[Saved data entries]
# # #
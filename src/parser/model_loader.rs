use std::collections::HashMap;
use std::fs::File;
use std::io::Read;
use std::path::Path;

use log::debug;
use prost::Message;

use crate::error::{Error, Result};
use crate::model::{Attribute, DataType, Graph, ModelMetadata, Node, OnnxModel, Tensor, TensorInfo};
use crate::proto::{
    AttributeProto, AttributeType, DimensionValue, GraphProto, ModelProto, NodeProto,
    OperatorSetIdProto, TensorProto, TypeValue, ValueInfoProto,
};

/// Explicit name of the default operator domain
pub const ONNX_DOMAIN: &str = "ai.onnx";

/// ONNX model loader responsible for parsing and loading ONNX models
pub struct OnnxModelLoader;

impl OnnxModelLoader {
    /// Load an ONNX model from a file path
    pub fn load_model(path: &Path) -> Result<OnnxModel> {
        let model_proto = Self::load_model_proto(path)?;
        Self::convert_proto_to_internal(model_proto)
            .map_err(|e| Error::ModelLoadError(path.to_path_buf(), e.to_string()))
    }

    /// Read and decode a model file without converting it
    pub fn load_model_proto(path: &Path) -> Result<ModelProto> {
        let mut file = File::open(path).map_err(|e| {
            Error::ModelLoadError(path.to_path_buf(), format!("Failed to open file: {}", e))
        })?;

        let mut buffer = Vec::new();
        file.read_to_end(&mut buffer).map_err(|e| {
            Error::ModelLoadError(path.to_path_buf(), format!("Failed to read file: {}", e))
        })?;

        debug!("Read {} bytes from {}", buffer.len(), path.display());
        Self::deserialize_model_proto(&buffer)
    }

    /// Load an ONNX model from bytes
    pub fn load_model_from_bytes(data: &[u8]) -> Result<OnnxModel> {
        let model_proto = Self::deserialize_model_proto(data)?;
        Self::convert_proto_to_internal(model_proto)
    }

    /// Deserialize protobuf bytes into a ModelProto
    pub fn deserialize_model_proto(bytes: &[u8]) -> Result<ModelProto> {
        ModelProto::decode(bytes).map_err(Error::ProtobufError)
    }

    /// Convert protobuf model to internal representation
    pub fn convert_proto_to_internal(proto: ModelProto) -> Result<OnnxModel> {
        let opset_imports = Self::handle_opset_imports(&proto.opset_import);
        let metadata = Self::extract_model_metadata(&proto);
        let metadata_props = proto
            .metadata_props
            .iter()
            .map(|entry| {
                (
                    entry.key.clone().unwrap_or_default(),
                    entry.value.clone().unwrap_or_default(),
                )
            })
            .collect();

        let graph_proto = proto
            .graph
            .ok_or_else(|| Error::MissingField("Model is missing graph".to_string()))?;
        let graph = Self::convert_graph_proto(graph_proto)?;

        Ok(OnnxModel {
            metadata,
            graph,
            opset_imports,
            metadata_props,
        })
    }

    /// Extract model metadata from protobuf
    pub fn extract_model_metadata(proto: &ModelProto) -> ModelMetadata {
        ModelMetadata {
            producer_name: proto.producer_name.clone().unwrap_or_default(),
            producer_version: proto.producer_version.clone().unwrap_or_default(),
            domain: proto.domain.clone().unwrap_or_default(),
            model_version: proto.model_version.unwrap_or_default(),
            doc_string: proto.doc_string.clone().unwrap_or_default(),
            graph_name: proto
                .graph
                .as_ref()
                .and_then(|g| g.name.clone())
                .unwrap_or_default(),
            ir_version: proto.ir_version.unwrap_or_default(),
        }
    }

    /// Process opset imports. An import without a domain, or with `ai.onnx`,
    /// is the default domain.
    pub fn handle_opset_imports(imports: &[OperatorSetIdProto]) -> HashMap<String, i64> {
        imports
            .iter()
            .map(|import| {
                (
                    normalize_domain(import.domain.as_deref()),
                    import.version.unwrap_or(1),
                )
            })
            .collect()
    }

    /// Extract input tensor information from model
    pub fn get_input_info(model: &OnnxModel) -> Vec<TensorInfo> {
        model.graph.inputs.clone()
    }

    /// Extract output tensor information from model
    pub fn get_output_info(model: &OnnxModel) -> Vec<TensorInfo> {
        model.graph.outputs.clone()
    }

    fn convert_graph_proto(graph_proto: GraphProto) -> Result<Graph> {
        let initializers = graph_proto
            .initializer
            .iter()
            .map(Self::convert_tensor_proto)
            .collect::<Result<Vec<_>>>()?;

        let initializer_names: Vec<&str> = initializers.iter().map(|t| t.name.as_str()).collect();

        // Older models list initializers among the graph inputs as well
        let inputs = graph_proto
            .input
            .iter()
            .map(Self::convert_value_info_proto)
            .filter(|info| match info {
                Ok(info) => !initializer_names.contains(&info.name.as_str()),
                Err(_) => true,
            })
            .collect::<Result<Vec<_>>>()?;

        let outputs = graph_proto
            .output
            .iter()
            .map(Self::convert_value_info_proto)
            .collect::<Result<Vec<_>>>()?;

        let value_info = graph_proto
            .value_info
            .iter()
            .map(Self::convert_value_info_proto)
            .collect::<Result<Vec<_>>>()?;

        let nodes = graph_proto
            .node
            .iter()
            .enumerate()
            .map(|(id, node)| Self::convert_node_proto(node, id))
            .collect::<Result<Vec<_>>>()?;

        Ok(Graph {
            name: graph_proto.name.unwrap_or_default(),
            nodes,
            inputs,
            outputs,
            initializers,
            value_info,
            doc_string: graph_proto.doc_string.unwrap_or_default(),
        })
    }

    fn convert_node_proto(node_proto: &NodeProto, id: usize) -> Result<Node> {
        let mut attributes = HashMap::new();

        for attr in &node_proto.attribute {
            let name = attr.name.clone().unwrap_or_default();
            let value = Self::convert_attribute_proto(attr)?;
            attributes.insert(name, value);
        }

        let op_type = node_proto
            .op_type
            .clone()
            .ok_or_else(|| Error::MissingField(format!("op_type of node {}", id)))?;

        let name = match &node_proto.name {
            Some(name) if !name.is_empty() => name.clone(),
            _ => format!("{}_{}", op_type, id),
        };

        Ok(Node {
            id,
            name,
            op_type,
            domain: normalize_domain(node_proto.domain.as_deref()),
            inputs: node_proto.input.clone(),
            outputs: node_proto.output.clone(),
            attributes,
            doc_string: node_proto.doc_string.clone().unwrap_or_default(),
        })
    }

    /// Convert a TensorProto to raw little-endian bytes
    pub fn convert_tensor_proto(tensor_proto: &TensorProto) -> Result<Tensor> {
        let data_type = tensor_proto
            .data_type
            .map(DataType::from_proto)
            .unwrap_or(DataType::Undefined);

        let data = match &tensor_proto.raw_data {
            Some(raw) => raw.clone(),
            None => match data_type {
                DataType::Float => le_bytes(&tensor_proto.float_data, f32::to_le_bytes),
                DataType::Double => le_bytes(&tensor_proto.double_data, f64::to_le_bytes),
                DataType::Int64 => le_bytes(&tensor_proto.int64_data, i64::to_le_bytes),
                DataType::Int32 => le_bytes(&tensor_proto.int32_data, i32::to_le_bytes),
                DataType::Bool | DataType::Uint8 | DataType::Int8 => tensor_proto
                    .int32_data
                    .iter()
                    .map(|&v| v as u8)
                    .collect(),
                other => {
                    return Err(Error::UnsupportedFeature(format!(
                        "Tensor {} has unsupported data type {}",
                        tensor_proto.name.as_deref().unwrap_or_default(),
                        other
                    )))
                }
            },
        };

        Ok(Tensor {
            name: tensor_proto.name.clone().unwrap_or_default(),
            data_type,
            dims: tensor_proto.dims.clone(),
            data,
            doc_string: tensor_proto.doc_string.clone().unwrap_or_default(),
        })
    }

    fn convert_value_info_proto(value_info: &ValueInfoProto) -> Result<TensorInfo> {
        let name = value_info.name.clone().unwrap_or_default();

        let type_proto = value_info
            .r#type
            .as_ref()
            .ok_or_else(|| Error::MissingField(format!("Missing type for value info: {}", name)))?;

        let tensor_type = match &type_proto.value {
            Some(TypeValue::TensorType(tensor)) => tensor,
            Some(TypeValue::SparseTensorType(_)) => {
                return Err(Error::UnsupportedFeature(format!(
                    "Sparse tensor value info: {}",
                    name
                )))
            }
            None => {
                return Err(Error::MissingField(format!(
                    "Missing tensor type for value info: {}",
                    name
                )))
            }
        };

        let shape = match &tensor_type.shape {
            Some(shape) => shape
                .dim
                .iter()
                .map(|dim| match &dim.value {
                    Some(DimensionValue::DimValue(val)) => *val,
                    // Symbolic or unknown dimension
                    Some(DimensionValue::DimParam(_)) | None => -1,
                })
                .collect(),
            None => Vec::new(),
        };

        Ok(TensorInfo {
            name,
            shape,
            data_type: tensor_type
                .elem_type
                .map(DataType::from_proto)
                .unwrap_or(DataType::Undefined),
            doc_string: value_info.doc_string.clone().unwrap_or_default(),
        })
    }

    fn convert_attribute_proto(attr: &AttributeProto) -> Result<Attribute> {
        let name = attr.name.as_deref().unwrap_or_default();
        let attr_type = attr
            .r#type
            .and_then(AttributeType::from_i32)
            .unwrap_or(AttributeType::Undefined);

        match attr_type {
            AttributeType::Float => Ok(Attribute::Float(attr.f.unwrap_or_default())),
            AttributeType::Int => Ok(Attribute::Int(attr.i.unwrap_or_default())),
            AttributeType::String => Ok(Attribute::String(
                String::from_utf8_lossy(attr.s.as_deref().unwrap_or_default()).into_owned(),
            )),
            AttributeType::Tensor => match &attr.t {
                Some(t) => Ok(Attribute::Tensor(Self::convert_tensor_proto(t)?)),
                None => Err(Error::MissingField(format!("Missing tensor in attribute {}", name))),
            },
            AttributeType::Floats => Ok(Attribute::Floats(attr.floats.clone())),
            AttributeType::Ints => Ok(Attribute::Ints(attr.ints.clone())),
            AttributeType::Strings => Ok(Attribute::Strings(
                attr.strings
                    .iter()
                    .map(|s| String::from_utf8_lossy(s).into_owned())
                    .collect(),
            )),
            AttributeType::Tensors => {
                let tensors = attr
                    .tensors
                    .iter()
                    .map(Self::convert_tensor_proto)
                    .collect::<Result<Vec<_>>>()?;
                Ok(Attribute::Tensors(tensors))
            }
            AttributeType::Undefined => Err(Error::InvalidModel(format!(
                "Undefined attribute type for {}",
                name
            ))),
            other => Err(Error::UnsupportedFeature(format!(
                "{:?} attributes not supported ({})",
                other, name
            ))),
        }
    }
}

/// `ai.onnx` and the empty string name the same domain; keep the empty form.
pub fn normalize_domain(domain: Option<&str>) -> String {
    match domain {
        None | Some(ONNX_DOMAIN) => String::new(),
        Some(other) => other.to_string(),
    }
}

fn le_bytes<T: Copy, const N: usize>(values: &[T], to_bytes: impl Fn(T) -> [u8; N]) -> Vec<u8> {
    let mut bytes = Vec::with_capacity(values.len() * N);
    for &value in values {
        bytes.extend_from_slice(&to_bytes(value));
    }
    bytes
}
# # #
### Task brief
Lines from the start of the entries through the one containing "pub fn load_model(path: &Path)" are to be set down again exactly, both ends included.

### Task response
filename src/parser/model_loader.rs
use std::collections::HashMap;
use std::fs::File;
use std::io::Read;
use std::path::Path;

use log::debug;
use prost::Message;

use crate::error::{Error, Result};
use crate::model::{Attribute, DataType, Graph, ModelMetadata, Node, OnnxModel, Tensor, TensorInfo};
use crate::proto::{
    AttributeProto, AttributeType, DimensionValue, GraphProto, ModelProto, NodeProto,
    OperatorSetIdProto, TensorProto, TypeValue, ValueInfoProto,
};

/// Explicit name of the default operator domain
pub const ONNX_DOMAIN: &str = "ai.onnx";

/// ONNX model loader responsible for parsing and loading ONNX models
pub struct OnnxModelLoader;

impl OnnxModelLoader {
    /// Load an ONNX model from a file path
    pub fn load_model(path: &Path) -> Result<OnnxModel> {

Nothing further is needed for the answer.